▶ TASK DIRECTIONS
Where the string "PageComposer" appears in a line of the data, show that line.
[[ GIVEN ENTRIES, beginning ]]
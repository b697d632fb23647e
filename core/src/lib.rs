//! Schema validation and page composition for CMS content.
//!
//! Raw page documents arrive as JSON trees whose content records come in
//! several historical schema generations. This crate turns them into a
//! single canonical, strongly typed [`Page`]:
//!
//! - [`SchemaRegistry`]: field contracts per content variant and generation.
//! - [`classify`]: picks the variant and generation of a raw record.
//! - [`validate`]: checks a record against its contract, collecting every
//!   violation with its [`FieldPath`].
//! - [`normalize`]: maps a validated record of any generation onto the
//!   canonical [`Content`] model.
//! - [`compose_body`]: builds body sequences, resolving fragment references
//!   and rejecting structural cycles.
//! - [`PageComposer`]: composes slots and pages and enforces the page-level
//!   rules (exploded `main` slot, live-blog cards).
//!
//! Normalization is idempotent: serializing a [`Content`] and running it
//! back through the pipeline yields an equal value.
//!
//! # Example
//!
//! ```
//! use page_schema_core::*;
//! use serde_json::json;
//!
//! let raw = json!({
//!     "pageType": "article",
//!     "lineage": [{"name": "News", "url": "/news"}],
//!     "seoData": {"metaTitle": "Harbor reopens"},
//!     "slots": {
//!         "main": [{
//!             "inputTemplate": "article",
//!             "contentId": "a-1",
//!             "title": "Harbor reopens",
//!             "pubDate": "2024-05-01",
//!             "authors": [{
//!                 "inputTemplate": "author",
//!                 "contentId": "au-1",
//!                 "contentName": "Dana Levi",
//!                 "authorType": "htz",
//!                 "hasPushAlerts": true,
//!             }],
//!             "body": ["Ships are moving again."],
//!         }],
//!     },
//! });
//!
//! let page = compose_page(&raw).unwrap();
//! let article = page.primary().and_then(Content::as_article).unwrap();
//! let AuthorEntry::Author(author) = &article.authors[0] else { panic!() };
//! assert_eq!(author.as_author().unwrap().author_type, AuthorType::Haaretz);
//! ```

mod body;
mod cache;
mod compose;
mod contracts;
mod discriminate;
mod error;
mod normalize;
mod options;
mod page;
mod registry;
mod types;
mod validate;

pub use body::compose_body;
pub use cache::{CacheKey, NormalizationCache};
pub use compose::{Composed, OrderedSlot, PageComposer, compose_page, compose_slot, order_cards};
pub use contracts::{AUTHOR_TYPES, IMAGE_TYPES, LEADING_MEDIA, LEGACY_AUTHOR_TYPES, PULLQUOTE_TYPES};
pub use discriminate::{BodyClass, Classification, classify, classify_as, classify_body_element, classify_with_hint};
pub use error::{CompositionError, CompositionWarning, ErrorReport, FieldPath, PathSegment, ValidationError};
pub use normalize::normalize;
pub use options::{ComposeOptions, DEFAULT_MAX_BODY_DEPTH, DEFAULT_MAX_BODY_NODES};
pub use page::{Page, PageType, SeoData};
pub use registry::{FieldContract, FieldKind, FieldSpec, Generation, RegistryError, SchemaRegistry};
pub use types::*;
pub use validate::{FieldValue, ValidRecord, Validator, parse_date, validate};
[[ GIVEN ENTRIES, end ]]
▶ ANSWER FOR THIS EXERCISE
//! - [`PageComposer`]: composes slots and pages and enforces the page-level
pub use compose::{Composed, OrderedSlot, PageComposer, compose_page, compose_slot, order_cards};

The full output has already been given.